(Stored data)
▬▬▬
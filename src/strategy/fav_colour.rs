use super::Strategy;
use crate::error::{Error, Result};
use crate::game_logic::Move;
use crate::game_state::{Color, GameState, Square};

/// Prefers moves that start and end on its own side's favourite shade.
///
/// White favours light squares and Black dark ones. A move scores two points
/// for leaving a favourite square and one for landing on one. Equal scores go
/// to the longer move, then to the move generated first.
#[derive(Debug, Clone, Copy, Default)]
pub struct FavColourStrategy;

fn is_favourite(color: Color, square: Square) -> bool {
    square.is_light() == (color == Color::White)
}

impl Strategy for FavColourStrategy {
    fn name(&self) -> &str {
        "fav_colour"
    }

    fn propose(&mut self, state: &GameState, legal_moves: &[Move]) -> Result<Move> {
        let key = |mv: &Move| {
            let score = 2 * u8::from(is_favourite(state.turn, mv.from()))
                + u8::from(is_favourite(state.turn, mv.to()));
            (score, mv.from().distance(mv.to()))
        };

        // First maximum wins.
        legal_moves
            .iter()
            .fold(None::<(&Move, (u8, u8))>, |best, mv| {
                let k = key(mv);
                match best {
                    Some((_, best_key)) if best_key >= k => best,
                    _ => Some((mv, k)),
                }
            })
            .map(|(mv, _)| *mv)
            .ok_or(Error::NoLegalMoves)
    }
}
▬▬▬
→ Task prompt
Every record above is to be copied out again exactly as written.

→ Solution for this exercise
filename src/strategy/fav_colour.rs
use super::Strategy;
use crate::error::{Error, Result};
use crate::game_logic::Move;
use crate::game_state::{Color, GameState, Square};

/// Prefers moves that start and end on its own side's favourite shade.
///
/// White favours light squares and Black dark ones. A move scores two points
/// for leaving a favourite square and one for landing on one. Equal scores go
/// to the longer move, then to the move generated first.
#[derive(Debug, Clone, Copy, Default)]
pub struct FavColourStrategy;

fn is_favourite(color: Color, square: Square) -> bool {
    square.is_light() == (color == Color::White)
}

impl Strategy for FavColourStrategy {
    fn name(&self) -> &str {
        "fav_colour"
    }

    fn propose(&mut self, state: &GameState, legal_moves: &[Move]) -> Result<Move> {
        let key = |mv: &Move| {
            let score = 2 * u8::from(is_favourite(state.turn, mv.from()))
                + u8::from(is_favourite(state.turn, mv.to()));
            (score, mv.from().distance(mv.to()))
        };

        // First maximum wins.
        legal_moves
            .iter()
            .fold(None::<(&Move, (u8, u8))>, |best, mv| {
                let k = key(mv);
                match best {
                    Some((_, best_key)) if best_key >= k => best,
                    _ => Some((mv, k)),
                }
            })
            .map(|(mv, _)| *mv)
            .ok_or(Error::NoLegalMoves)
    }
}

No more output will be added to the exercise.